(Collected data)
━━━

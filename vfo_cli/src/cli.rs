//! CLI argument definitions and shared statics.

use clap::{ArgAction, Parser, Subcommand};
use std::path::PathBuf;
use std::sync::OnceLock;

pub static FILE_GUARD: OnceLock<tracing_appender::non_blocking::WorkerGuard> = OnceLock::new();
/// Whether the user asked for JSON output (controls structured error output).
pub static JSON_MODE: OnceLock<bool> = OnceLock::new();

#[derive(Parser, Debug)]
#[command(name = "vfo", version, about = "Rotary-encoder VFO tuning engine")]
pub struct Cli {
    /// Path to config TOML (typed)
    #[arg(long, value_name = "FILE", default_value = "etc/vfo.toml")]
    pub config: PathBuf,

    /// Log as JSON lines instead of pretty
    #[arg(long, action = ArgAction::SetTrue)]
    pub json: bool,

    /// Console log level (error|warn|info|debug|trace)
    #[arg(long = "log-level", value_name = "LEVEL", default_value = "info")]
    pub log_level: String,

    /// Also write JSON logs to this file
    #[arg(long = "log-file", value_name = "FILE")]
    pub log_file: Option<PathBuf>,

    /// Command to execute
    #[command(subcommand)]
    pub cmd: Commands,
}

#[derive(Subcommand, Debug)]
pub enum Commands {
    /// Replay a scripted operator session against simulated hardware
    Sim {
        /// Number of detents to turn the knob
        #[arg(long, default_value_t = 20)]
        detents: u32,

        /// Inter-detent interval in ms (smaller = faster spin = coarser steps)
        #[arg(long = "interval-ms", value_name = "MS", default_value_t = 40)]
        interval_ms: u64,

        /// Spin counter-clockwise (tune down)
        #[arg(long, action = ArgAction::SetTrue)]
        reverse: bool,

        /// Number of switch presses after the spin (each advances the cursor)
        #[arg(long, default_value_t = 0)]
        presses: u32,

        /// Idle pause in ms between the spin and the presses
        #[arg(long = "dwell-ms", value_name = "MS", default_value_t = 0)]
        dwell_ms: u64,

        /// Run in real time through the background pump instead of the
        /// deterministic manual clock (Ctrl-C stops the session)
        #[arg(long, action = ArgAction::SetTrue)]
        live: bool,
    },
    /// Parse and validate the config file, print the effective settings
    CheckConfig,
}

━━━

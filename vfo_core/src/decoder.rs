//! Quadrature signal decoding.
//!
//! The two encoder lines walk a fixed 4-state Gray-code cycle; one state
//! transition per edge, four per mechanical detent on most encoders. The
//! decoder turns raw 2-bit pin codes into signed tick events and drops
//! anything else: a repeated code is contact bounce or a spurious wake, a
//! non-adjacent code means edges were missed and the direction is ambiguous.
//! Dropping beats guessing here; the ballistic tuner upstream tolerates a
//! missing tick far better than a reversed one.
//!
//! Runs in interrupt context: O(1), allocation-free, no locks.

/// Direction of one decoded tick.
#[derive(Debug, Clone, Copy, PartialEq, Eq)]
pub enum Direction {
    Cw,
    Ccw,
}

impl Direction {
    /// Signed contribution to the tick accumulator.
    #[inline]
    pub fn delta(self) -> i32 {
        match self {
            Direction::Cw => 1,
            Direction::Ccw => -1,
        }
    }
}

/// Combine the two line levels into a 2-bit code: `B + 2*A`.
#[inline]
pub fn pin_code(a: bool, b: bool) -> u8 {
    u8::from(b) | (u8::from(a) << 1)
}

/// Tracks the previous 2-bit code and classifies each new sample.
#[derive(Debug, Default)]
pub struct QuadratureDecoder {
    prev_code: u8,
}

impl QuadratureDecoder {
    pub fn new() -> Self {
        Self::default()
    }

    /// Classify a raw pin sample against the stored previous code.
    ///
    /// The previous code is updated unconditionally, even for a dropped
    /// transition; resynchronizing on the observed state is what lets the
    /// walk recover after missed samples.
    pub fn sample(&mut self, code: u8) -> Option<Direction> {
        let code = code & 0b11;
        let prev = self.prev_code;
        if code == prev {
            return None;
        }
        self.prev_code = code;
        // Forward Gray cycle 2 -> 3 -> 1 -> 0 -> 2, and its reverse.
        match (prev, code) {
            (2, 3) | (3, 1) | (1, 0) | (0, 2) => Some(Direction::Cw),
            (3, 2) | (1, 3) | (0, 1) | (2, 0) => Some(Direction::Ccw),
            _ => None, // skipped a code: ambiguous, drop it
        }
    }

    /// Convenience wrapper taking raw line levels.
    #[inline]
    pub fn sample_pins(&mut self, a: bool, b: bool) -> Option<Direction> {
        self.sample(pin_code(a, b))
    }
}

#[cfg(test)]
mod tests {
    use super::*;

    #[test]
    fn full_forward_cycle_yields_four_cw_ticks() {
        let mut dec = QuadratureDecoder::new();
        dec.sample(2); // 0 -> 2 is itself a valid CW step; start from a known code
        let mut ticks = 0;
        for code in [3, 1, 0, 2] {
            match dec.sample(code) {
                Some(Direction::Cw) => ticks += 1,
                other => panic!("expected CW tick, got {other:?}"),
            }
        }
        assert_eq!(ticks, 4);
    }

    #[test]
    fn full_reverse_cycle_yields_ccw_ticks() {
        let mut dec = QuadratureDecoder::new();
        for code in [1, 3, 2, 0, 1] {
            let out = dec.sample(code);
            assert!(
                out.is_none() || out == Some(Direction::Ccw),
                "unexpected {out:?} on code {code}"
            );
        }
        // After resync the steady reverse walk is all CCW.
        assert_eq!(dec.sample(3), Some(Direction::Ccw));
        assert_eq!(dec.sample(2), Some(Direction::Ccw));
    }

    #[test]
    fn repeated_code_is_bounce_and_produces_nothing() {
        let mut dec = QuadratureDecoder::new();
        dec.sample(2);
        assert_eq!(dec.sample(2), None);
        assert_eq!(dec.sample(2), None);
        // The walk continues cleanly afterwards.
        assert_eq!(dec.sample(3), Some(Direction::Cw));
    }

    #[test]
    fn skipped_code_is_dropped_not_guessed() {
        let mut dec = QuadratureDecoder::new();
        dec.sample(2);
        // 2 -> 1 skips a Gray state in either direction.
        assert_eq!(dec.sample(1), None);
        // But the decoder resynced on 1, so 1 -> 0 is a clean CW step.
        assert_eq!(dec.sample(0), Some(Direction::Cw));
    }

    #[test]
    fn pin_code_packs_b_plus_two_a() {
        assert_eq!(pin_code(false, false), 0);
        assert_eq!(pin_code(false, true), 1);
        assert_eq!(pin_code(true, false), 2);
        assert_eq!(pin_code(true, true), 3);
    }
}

━━━

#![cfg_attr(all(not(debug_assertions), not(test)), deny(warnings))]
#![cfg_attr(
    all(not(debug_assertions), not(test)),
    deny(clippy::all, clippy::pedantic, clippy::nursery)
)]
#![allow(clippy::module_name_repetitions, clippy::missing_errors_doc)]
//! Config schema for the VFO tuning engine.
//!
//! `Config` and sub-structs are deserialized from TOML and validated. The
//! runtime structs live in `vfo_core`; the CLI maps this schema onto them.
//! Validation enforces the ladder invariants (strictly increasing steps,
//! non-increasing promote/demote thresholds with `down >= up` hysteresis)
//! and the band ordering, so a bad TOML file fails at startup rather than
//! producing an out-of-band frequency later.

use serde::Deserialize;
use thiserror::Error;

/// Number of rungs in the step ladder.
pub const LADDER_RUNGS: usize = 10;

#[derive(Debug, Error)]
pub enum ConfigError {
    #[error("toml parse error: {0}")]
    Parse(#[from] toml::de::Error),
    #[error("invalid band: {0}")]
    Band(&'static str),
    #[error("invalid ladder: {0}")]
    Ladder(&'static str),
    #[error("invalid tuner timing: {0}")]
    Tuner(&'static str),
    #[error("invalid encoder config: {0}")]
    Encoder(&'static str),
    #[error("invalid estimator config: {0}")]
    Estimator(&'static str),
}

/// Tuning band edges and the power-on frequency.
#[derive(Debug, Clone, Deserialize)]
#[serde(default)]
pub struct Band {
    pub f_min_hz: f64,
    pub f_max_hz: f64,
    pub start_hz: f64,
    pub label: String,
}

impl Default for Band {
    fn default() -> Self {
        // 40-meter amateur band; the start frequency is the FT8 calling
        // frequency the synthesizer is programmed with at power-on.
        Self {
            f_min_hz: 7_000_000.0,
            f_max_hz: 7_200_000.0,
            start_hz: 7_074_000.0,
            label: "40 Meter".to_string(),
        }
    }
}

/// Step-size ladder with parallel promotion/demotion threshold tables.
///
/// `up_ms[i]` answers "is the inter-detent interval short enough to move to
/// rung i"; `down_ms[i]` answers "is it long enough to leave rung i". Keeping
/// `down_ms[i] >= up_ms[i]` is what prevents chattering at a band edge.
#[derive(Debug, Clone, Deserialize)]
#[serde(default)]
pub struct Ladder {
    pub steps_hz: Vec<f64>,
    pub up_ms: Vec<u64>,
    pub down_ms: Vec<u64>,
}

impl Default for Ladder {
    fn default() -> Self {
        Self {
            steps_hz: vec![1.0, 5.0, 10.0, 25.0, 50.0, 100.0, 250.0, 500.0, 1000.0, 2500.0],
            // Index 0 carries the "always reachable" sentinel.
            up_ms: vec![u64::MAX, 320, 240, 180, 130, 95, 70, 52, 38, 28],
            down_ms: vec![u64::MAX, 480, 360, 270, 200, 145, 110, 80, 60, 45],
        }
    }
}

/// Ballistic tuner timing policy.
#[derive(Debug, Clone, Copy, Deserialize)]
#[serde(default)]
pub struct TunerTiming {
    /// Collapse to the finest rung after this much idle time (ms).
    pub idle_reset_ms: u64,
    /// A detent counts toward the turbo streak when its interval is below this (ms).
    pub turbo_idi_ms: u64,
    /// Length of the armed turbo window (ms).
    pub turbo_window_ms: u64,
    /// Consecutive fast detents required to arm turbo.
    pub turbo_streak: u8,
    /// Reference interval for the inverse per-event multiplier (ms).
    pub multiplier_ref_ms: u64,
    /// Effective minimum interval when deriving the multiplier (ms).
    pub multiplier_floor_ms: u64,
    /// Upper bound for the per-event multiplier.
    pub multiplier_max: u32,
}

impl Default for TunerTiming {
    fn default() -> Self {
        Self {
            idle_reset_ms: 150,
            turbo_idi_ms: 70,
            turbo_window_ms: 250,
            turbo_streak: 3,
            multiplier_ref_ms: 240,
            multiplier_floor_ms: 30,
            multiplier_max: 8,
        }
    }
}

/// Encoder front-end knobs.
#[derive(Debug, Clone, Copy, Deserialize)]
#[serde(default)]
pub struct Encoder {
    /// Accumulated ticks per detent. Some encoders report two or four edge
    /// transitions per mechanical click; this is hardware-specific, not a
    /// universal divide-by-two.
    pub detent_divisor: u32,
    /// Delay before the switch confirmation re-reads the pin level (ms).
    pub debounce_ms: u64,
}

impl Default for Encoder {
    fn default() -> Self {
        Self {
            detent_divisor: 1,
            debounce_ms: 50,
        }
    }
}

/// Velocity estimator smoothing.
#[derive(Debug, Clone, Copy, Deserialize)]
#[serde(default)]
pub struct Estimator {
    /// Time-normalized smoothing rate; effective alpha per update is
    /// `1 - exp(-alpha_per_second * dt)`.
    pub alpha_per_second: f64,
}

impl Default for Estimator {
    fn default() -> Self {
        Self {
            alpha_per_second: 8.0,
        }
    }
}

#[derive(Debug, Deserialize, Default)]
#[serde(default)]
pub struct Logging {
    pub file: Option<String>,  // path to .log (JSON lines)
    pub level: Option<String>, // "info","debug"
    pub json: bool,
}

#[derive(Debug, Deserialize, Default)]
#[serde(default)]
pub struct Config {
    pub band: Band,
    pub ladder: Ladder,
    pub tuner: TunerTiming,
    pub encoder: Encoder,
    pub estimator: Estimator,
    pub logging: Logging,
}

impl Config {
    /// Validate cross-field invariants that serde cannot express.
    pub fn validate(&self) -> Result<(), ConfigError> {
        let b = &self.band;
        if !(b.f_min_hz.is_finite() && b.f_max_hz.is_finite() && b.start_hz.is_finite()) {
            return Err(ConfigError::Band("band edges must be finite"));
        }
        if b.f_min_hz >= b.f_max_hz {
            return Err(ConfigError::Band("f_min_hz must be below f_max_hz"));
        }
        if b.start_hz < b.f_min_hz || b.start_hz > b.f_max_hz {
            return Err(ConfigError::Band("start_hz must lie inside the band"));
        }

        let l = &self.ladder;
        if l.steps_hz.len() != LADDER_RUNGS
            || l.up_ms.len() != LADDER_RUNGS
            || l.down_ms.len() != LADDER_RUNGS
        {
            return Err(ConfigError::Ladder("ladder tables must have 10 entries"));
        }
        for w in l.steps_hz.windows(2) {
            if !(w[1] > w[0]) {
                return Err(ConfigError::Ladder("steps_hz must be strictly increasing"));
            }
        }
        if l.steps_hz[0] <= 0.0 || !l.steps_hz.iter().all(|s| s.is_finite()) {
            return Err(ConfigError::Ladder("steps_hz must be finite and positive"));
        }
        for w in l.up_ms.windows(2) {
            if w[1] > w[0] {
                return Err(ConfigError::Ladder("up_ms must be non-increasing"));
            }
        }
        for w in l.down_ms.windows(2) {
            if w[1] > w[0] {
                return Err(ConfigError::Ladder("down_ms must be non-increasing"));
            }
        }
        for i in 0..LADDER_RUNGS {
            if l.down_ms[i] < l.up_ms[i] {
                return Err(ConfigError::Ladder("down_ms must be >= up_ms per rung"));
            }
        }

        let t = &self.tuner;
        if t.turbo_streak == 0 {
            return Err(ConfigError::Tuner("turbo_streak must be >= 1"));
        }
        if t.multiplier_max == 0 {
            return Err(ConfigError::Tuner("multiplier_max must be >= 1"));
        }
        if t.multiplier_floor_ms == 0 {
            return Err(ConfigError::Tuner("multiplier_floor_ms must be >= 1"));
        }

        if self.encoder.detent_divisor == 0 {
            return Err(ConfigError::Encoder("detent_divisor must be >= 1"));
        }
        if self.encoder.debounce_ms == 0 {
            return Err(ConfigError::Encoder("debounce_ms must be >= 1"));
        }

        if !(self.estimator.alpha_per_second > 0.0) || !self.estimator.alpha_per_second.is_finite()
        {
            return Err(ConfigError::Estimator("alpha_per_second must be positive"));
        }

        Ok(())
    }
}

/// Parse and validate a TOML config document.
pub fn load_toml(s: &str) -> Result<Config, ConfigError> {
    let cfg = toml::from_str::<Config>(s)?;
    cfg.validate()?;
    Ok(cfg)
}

━━━

■ Exercise prompt:
Gather each line from the entries above that includes the word "TunerTiming".

■ Response for this exercise:
pub struct TunerTiming {
impl Default for TunerTiming {
    pub tuner: TunerTiming,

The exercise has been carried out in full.